As for our orders: the computer screens eventually arrived. I just cancelled most of the rest of those orders for the time being and went somewhere else. I certainly won’t give up on Amazon for good; but maybe it’s time to remind myself that there are other options out there who might be more willing to accept some incoming business.

Update: A few days later, I just tried to order more things. Guess what – our account is frozen. I’m not sure whether I should even make the effort of sorting it our or seriously move away from Amazon for all business-related purchases, even if that would be a major pain. But the time saved by conveniently shopping through Amazon does not, at this point, make up for the efforts of sorting out the issues Amazon is causing.

On a side note, it’s interesting to see that Amazon doesn’t seem to be doing any monitoring online, and it’s comparatively hard to get a customer service rep on the phone or even to a consistent email conversation.

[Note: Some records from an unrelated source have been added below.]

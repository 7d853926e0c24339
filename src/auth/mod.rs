//! Authentication Module
//!
//! Provides username/password authentication against a static user table,
//! with passwords stored either as plaintext or as an argon2 PHC hash.

use std::collections::HashMap;
use std::sync::Arc;

use argon2::password_hash::{PasswordHash, PasswordVerifier};
use argon2::Argon2;
use async_trait::async_trait;
use parking_lot::RwLock;

use crate::config::AuthConfig;
use crate::hooks::{HookResult, Hooks};


/// Authentication provider
pub struct AuthProvider {
    /// Whether auth is enabled
    enabled: bool,
    /// Allow anonymous connections
    allow_anonymous: bool,
    /// User credentials map (username -> UserEntry)
    users: HashMap<String, UserEntry>,
    /// Connected client usernames (for downstream lookups)
    client_usernames: Arc<RwLock<HashMap<String, Option<String>>>>,
}

/// Internal user credential record
enum UserEntry {
    Plaintext(String),
    Hashed(String),
}

impl AuthProvider {
    /// Create a new auth provider from configuration
    pub fn new(config: &AuthConfig) -> Self {
        let mut users = HashMap::new();

        for user in &config.users {
            let entry = match (&user.password, &user.password_hash) {
                (Some(pwd), _) => UserEntry::Plaintext(pwd.clone()),
                (None, Some(hash)) => UserEntry::Hashed(hash.clone()),
                (None, None) => continue,
            };
            users.insert(user.username.clone(), entry);
        }

        Self {
            enabled: config.enabled,
            allow_anonymous: config.allow_anonymous,
            users,
            client_usernames: Arc::new(RwLock::new(HashMap::new())),
        }
    }

    /// Check if auth is enabled
    pub fn is_enabled(&self) -> bool {
        self.enabled
    }

    /// Get the username for a connected client
    pub fn get_client_username(&self, client_id: &str) -> Option<String> {
        self.client_usernames
            .read()
            .get(client_id)
            .and_then(|u| u.clone())
    }

    /// Verify a password against a stored credential
    fn verify_password(&self, password: &[u8], stored: &UserEntry) -> bool {
        match stored {
            UserEntry::Plaintext(expected) => match std::str::from_utf8(password) {
                Ok(pwd) => pwd == expected,
                Err(_) => false,
            },
            UserEntry::Hashed(phc) => {
                let Ok(parsed) = PasswordHash::new(phc) else {
                    return false;
                };
                Argon2::default()
                    .verify_password(password, &parsed)
                    .is_ok()
            }
        }
    }

    /// Store client username mapping
    fn store_client_username(&self, client_id: &str, username: Option<&str>) {
        self.client_usernames
            .write()
            .insert(client_id.to_string(), username.map(|s| s.to_string()));
    }

    /// Remove client username mapping
    pub fn remove_client_username(&self, client_id: &str) {
        self.client_usernames.write().remove(client_id);
    }
}

#[async_trait]
impl Hooks for AuthProvider {
    async fn on_authenticate(
        &self,
        client_id: &str,
        username: Option<&str>,
        password: Option<&[u8]>,
    ) -> HookResult<bool> {
        // If auth is disabled, allow all
        if !self.enabled {
            self.store_client_username(client_id, username);
            return Ok(true);
        }

        // Check for anonymous connection
        let Some(username) = username else {
            return if self.allow_anonymous {
                self.store_client_username(client_id, None);
                Ok(true)
            } else {
                Ok(false)
            };
        };

        let password = password.unwrap_or(&[]);

        // Look up user; unknown usernames are always rejected
        let Some(entry) = self.users.get(username) else {
            return Ok(false);
        };

        if self.verify_password(password, entry) {
            self.store_client_username(client_id, Some(username));
            Ok(true)
        } else {
            Ok(false)
        }
    }

    async fn on_client_disconnected(&self, client_id: &str, _graceful: bool) {
        self.remove_client_username(client_id);
    }
}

Update: A few lengthy conversations brought out the fact that in one of our private (!) accounts there was an (allegedly – we can’t trace it anymore) open payment (in the range of 30 Euros) from back in 2006 that just now, all of a sudden, triggered some kind of internal automatic lock-down. Never mind that all of us have been buying from Amazon ever since with no trouble of any kind. Also, never mind that that amount was of course transferred right away, more than a week ago with no effect. Our company account, and the private account, stayed locked.

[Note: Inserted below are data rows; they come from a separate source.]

//! MQTT Connection Handler
//!
//! Handles individual client connections, packet processing,
//! and protocol state machine.

mod connect;
mod disconnect;
mod publish;
mod qos;
mod subscribe;

use std::net::SocketAddr;
use std::sync::Arc;
use std::time::Duration;

use bytes::BytesMut;
use dashmap::DashMap;
use parking_lot::RwLock;
use tokio::io::{AsyncRead, AsyncReadExt, AsyncWrite, AsyncWriteExt};
use tokio::sync::broadcast;
use tokio::time::timeout;
use tracing::{debug, error, info, warn};

use crate::broker::{BrokerConfig, BrokerEvent, RetainedMessage, Router, SharedWriter};
use crate::buffer_pool;
use crate::codec::{Decoder, Encoder};
use crate::hooks::Hooks;
use crate::metrics::Metrics;
use crate::protocol::Packet;
use crate::session::{Session, SessionStore};

/// Connection error types
#[derive(Debug)]
pub enum ConnectionError {
    Io(std::io::Error),
    Protocol(crate::protocol::ProtocolError),
    Decode(crate::protocol::DecodeError),
    Timeout,
    Shutdown,
}

impl std::fmt::Display for ConnectionError {
    fn fmt(&self, f: &mut std::fmt::Formatter<'_>) -> std::fmt::Result {
        match self {
            ConnectionError::Io(e) => write!(f, "IO error: {}", e),
            ConnectionError::Protocol(e) => write!(f, "Protocol error: {}", e),
            ConnectionError::Decode(e) => write!(f, "Decode error: {}", e),
            ConnectionError::Timeout => write!(f, "Connection timeout"),
            ConnectionError::Shutdown => write!(f, "Shutdown"),
        }
    }
}

impl From<std::io::Error> for ConnectionError {
    fn from(e: std::io::Error) -> Self {
        ConnectionError::Io(e)
    }
}

impl From<crate::protocol::DecodeError> for ConnectionError {
    fn from(e: crate::protocol::DecodeError) -> Self {
        ConnectionError::Decode(e)
    }
}

/// Connection state
pub(crate) enum State {
    /// Waiting for CONNECT packet
    Connecting,
    /// Connected and running
    Connected {
        client_id: Arc<str>,
        session: Arc<RwLock<Session>>,
    },
}

/// Connection handler - generic over the stream type
pub struct Connection<S> {
    pub(crate) stream: S,
    pub(crate) addr: SocketAddr,
    pub(crate) state: State,
    pub(crate) decoder: Decoder,
    pub(crate) encoder: Encoder,
    pub(crate) read_buf: BytesMut,
    pub(crate) write_buf: BytesMut,
    pub(crate) sessions: Arc<SessionStore>,
    pub(crate) router: Arc<Router>,
    pub(crate) retained: Arc<DashMap<String, RetainedMessage>>,
    /// Active connections - maps client_id to SharedWriter for direct writes
    pub(crate) connections: Arc<DashMap<Arc<str>, Arc<SharedWriter>>>,
    pub(crate) config: BrokerConfig,
    pub(crate) events: broadcast::Sender<BrokerEvent>,
    /// SharedWriter for this connection (created after CONNECT)
    pub(crate) shared_writer: Option<Arc<SharedWriter>>,
    pub(crate) hooks: Arc<dyn Hooks>,
    pub(crate) metrics: Option<Arc<Metrics>>,
    /// Username from CONNECT packet (for ACL checks)
    pub(crate) username: Option<String>,
}

impl<S> Connection<S>
where
    S: AsyncRead + AsyncWrite + Unpin,
{
    #[allow(clippy::too_many_arguments)]
    pub fn new(
        stream: S,
        addr: SocketAddr,
        sessions: Arc<SessionStore>,
        router: Arc<Router>,
        retained: Arc<DashMap<String, RetainedMessage>>,
        connections: Arc<DashMap<Arc<str>, Arc<SharedWriter>>>,
        config: BrokerConfig,
        events: broadcast::Sender<BrokerEvent>,
        hooks: Arc<dyn Hooks>,
        metrics: Option<Arc<Metrics>>,
    ) -> Self {
        Self {
            stream,
            addr,
            state: State::Connecting,
            decoder: Decoder::new().with_max_packet_size(config.max_packet_size),
            encoder: Encoder::default(),
            read_buf: buffer_pool::get_buffer(),
            write_buf: buffer_pool::get_buffer(),
            sessions,
            router,
            retained,
            connections,
            config,
            events,
            shared_writer: None,
            hooks,
            metrics,
            username: None,
        }
    }

    /// Run the connection handler
    pub async fn run(&mut self) -> Result<(), ConnectionError> {
        // Wait for CONNECT packet with timeout
        let connect_timeout = Duration::from_secs(30);
        match timeout(connect_timeout, self.read_connect()).await {
            Ok(result) => result?,
            Err(_) => {
                debug!("Connect timeout from {}", self.addr);
                return Err(ConnectionError::Timeout);
            }
        }

        // Main loop
        self.run_connected().await
    }

    /// Run the main connection loop
    async fn run_connected(&mut self) -> Result<(), ConnectionError> {
        let (client_id, session) = match &self.state {
            State::Connected { client_id, session } => (client_id.clone(), session.clone()),
            _ => {
                return Err(ConnectionError::Protocol(
                    crate::protocol::ProtocolError::ProtocolViolation("not connected"),
                ))
            }
        };

        let keep_alive_secs = {
            let s = session.read();
            s.keep_alive
        };
        // Calculate 1.5x keep_alive timeout (0 means disabled)
        let keep_alive = if keep_alive_secs > 0 {
            Duration::from_millis(keep_alive_secs as u64 * 1500)
        } else {
            Duration::from_secs(u64::MAX) // Effectively disabled
        };
        debug!(
            "Keep alive for {}: {}s -> timeout {:?}",
            client_id, keep_alive_secs, keep_alive
        );

        // Create retry ticker for unacked QoS 1/2 messages
        let retry_interval = self.config.retry_interval;
        let mut retry_ticker = tokio::time::interval(retry_interval);
        // Skip the first immediate tick
        retry_ticker.tick().await;

        // Track keep-alive deadline (reset when packets received)
        let mut keep_alive_deadline = tokio::time::Instant::now() + keep_alive;

        loop {
            tokio::select! {
                // Read from socket
                result = self.stream.read_buf(&mut self.read_buf) => {
                    match result {
                        Ok(0) => {
                            // Connection closed
                            debug!("Connection closed from {}", self.addr);
                            self.handle_disconnect(&client_id, &session, true).await;
                            return Ok(());
                        }
                        Ok(_) => {
                            // Process packets
                            while let Some((packet, consumed)) = self.decoder.decode(&self.read_buf)? {
                                self.read_buf.advance(consumed);

                                // Update activity timestamp and reset keep-alive deadline
                                {
                                    let mut s = session.write();
                                    s.touch();
                                }
                                keep_alive_deadline = tokio::time::Instant::now() + keep_alive;

                                if let Err(e) = self.handle_packet(&client_id, &session, packet).await {
                                    match &e {
                                        ConnectionError::Shutdown => {
                                            // Normal disconnect, already handled in handle_packet
                                            return Err(e);
                                        }
                                        ConnectionError::Io(_) => {
                                            // IO errors (broken pipe, etc.) are normal during disconnect
                                            debug!("Connection error: {}", e);
                                            self.handle_disconnect(&client_id, &session, true).await;
                                            return Err(e);
                                        }
                                        _ => {
                                            error!("Error handling packet: {}", e);
                                            self.handle_disconnect(&client_id, &session, true).await;
                                            return Err(e);
                                        }
                                    }
                                }
                            }
                        }
                        Err(e) => {
                            debug!("Read error: {}", e);
                            self.handle_disconnect(&client_id, &session, true).await;
                            return Err(e.into());
                        }
                    }
                }

                // Flush outgoing messages from SharedWriter buffer
                _ = async {
                    if let Some(ref writer) = self.shared_writer {
                        writer.notified().await
                    } else {
                        // No shared writer yet, sleep forever (won't happen after CONNECT)
                        std::future::pending::<()>().await
                    }
                } => {
                    if let Some(ref writer) = self.shared_writer {
                        // Take all pending data and write to socket
                        let data = writer.take_buffer();
                        if !data.is_empty() {
                            let bytes_sent = data.len();
                            self.stream.write_all(&data).await?;
                            if let Some(ref metrics) = self.metrics {
                                metrics.message_sent(bytes_sent);
                            }
                        }
                        // Check if connection was closed
                        if !writer.is_alive() {
                            debug!("SharedWriter closed, disconnecting {}", client_id);
                            self.handle_disconnect(&client_id, &session, false).await;
                            return Err(ConnectionError::Shutdown);
                        }
                    }
                }

                // Retry unacked messages
                _ = retry_ticker.tick() => {
                    self.retry_unacked_messages(&session).await?;
                }

                // Keep alive timeout
                _ = tokio::time::sleep_until(keep_alive_deadline) => {
                    info!("Keep alive timeout for {} - disconnecting", client_id);
                    // For MQTT v5, send DISCONNECT with KeepAliveTimeout reason before closing
                    if self.decoder.protocol_version() == Some(crate::protocol::ProtocolVersion::V5) {
                        let disconnect = crate::protocol::Disconnect {
                            reason_code: crate::protocol::ReasonCode::KeepAliveTimeout,
                            properties: crate::protocol::Properties::default(),
                        };
                        self.write_buf.clear();
                        if self.encoder.encode(&Packet::Disconnect(disconnect), &mut self.write_buf).is_ok() {
                            let _ = self.stream.write_all(&self.write_buf).await;
                            let _ = self.stream.flush().await;
                        }
                    }
                    self.handle_disconnect(&client_id, &session, true).await;
                    return Err(ConnectionError::Timeout);
                }
            }
        }
    }

    /// Handle an incoming packet
    async fn handle_packet(
        &mut self,
        client_id: &Arc<str>,
        session: &Arc<RwLock<Session>>,
        packet: Packet,
    ) -> Result<(), ConnectionError> {
        match packet {
            Packet::Connect(_) => {
                // Protocol violation - CONNECT already received
                Err(ConnectionError::Protocol(
                    crate::protocol::ProtocolError::ProtocolViolation("duplicate CONNECT"),
                ))
            }
            Packet::Publish(publish) => self.handle_publish(client_id, session, publish).await,
            Packet::PubAck(puback) => self.handle_puback(session, puback).await,
            Packet::PubRec(pubrec) => self.handle_pubrec(session, pubrec).await,
            Packet::PubRel(pubrel) => self.handle_pubrel(client_id, session, pubrel).await,
            Packet::PubComp(pubcomp) => self.handle_pubcomp(session, pubcomp).await,
            Packet::Subscribe(subscribe) => {
                self.handle_subscribe(client_id, session, subscribe).await
            }
            Packet::Unsubscribe(unsubscribe) => {
                self.handle_unsubscribe(client_id, session, unsubscribe)
                    .await
            }
            Packet::PingReq => {
                self.write_buf.clear();
                self.encoder
                    .encode(&Packet::PingResp, &mut self.write_buf)
                    .map_err(|e| ConnectionError::Protocol(e.into()))?;
                self.stream.write_all(&self.write_buf).await?;
                Ok(())
            }
            Packet::Disconnect(disconnect) => {
                debug!(
                    "DISCONNECT from {} (reason: {:?})",
                    client_id, disconnect.reason_code
                );
                // Per MQTT v5.0 spec [MQTT-3.1.2-10]:
                // - Reason 0x00 (Normal): will message MUST be deleted, NOT published
                // - Reason 0x04 (DisconnectWithWill): will message MUST still be published
                let publish_will =
                    disconnect.reason_code == crate::protocol::ReasonCode::DisconnectWithWill;
                self.handle_disconnect(client_id, session, publish_will)
                    .await;
                Err(ConnectionError::Shutdown)
            }
            _ => {
                // Unexpected packet type
                warn!(
                    "Unexpected packet type from {}: {:?}",
                    client_id,
                    packet.packet_type()
                );
                Ok(())
            }
        }
    }

    /// Return buffers to the pool for reuse by other connections
    pub fn return_buffers(&mut self) {
        let read_buf = std::mem::take(&mut self.read_buf);
        let write_buf = std::mem::take(&mut self.write_buf);
        buffer_pool::put_buffer(read_buf);
        buffer_pool::put_buffer(write_buf);
    }
}

/// Generate a random id used for server-assigned client identifiers.
pub(crate) fn rand_id() -> u64 {
    use std::collections::hash_map::RandomState;
    use std::hash::{BuildHasher, Hasher};

    let hasher = RandomState::new().build_hasher();
    hasher.finish()
}

// Extension trait for BytesMut to add advance method
pub(crate) trait BytesMutExt {
    fn advance(&mut self, cnt: usize);
}

impl BytesMutExt for BytesMut {
    fn advance(&mut self, cnt: usize) {
        bytes::Buf::advance(self, cnt);
    }
}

Update: After a few weeks and another round of very unpleasant conversations and even a snarky call center agent I just deleted our company account. Not sure if we just hit a freak bug in the system or if Amazon customer service has gotten dramatically worse. I have a company to build, though, and my time is too valuable to fix Amazon’s problems. File under “sad, but done”.

1 Comment

Interesting. I had a totally different experience, with the customer service at amazon. I used the “call me back” button, a friendly human being tried to help me. And while talking to him I found the mistake I made. Through running me through the process, he did help me a lot.

I have no experience what so ever, with setting up a new account. No experience with such big sums of money and amazon.

but in my experience the callcenter-agent was really trying his best to help. I decided back then, that i would always use this option, as to me it seems to be the fastest way of getting things right with amazon.

As with every big cooperation – sometimes they fail. and when they do, the fail big time. So I hope, they read your posting and try to optimize things for good.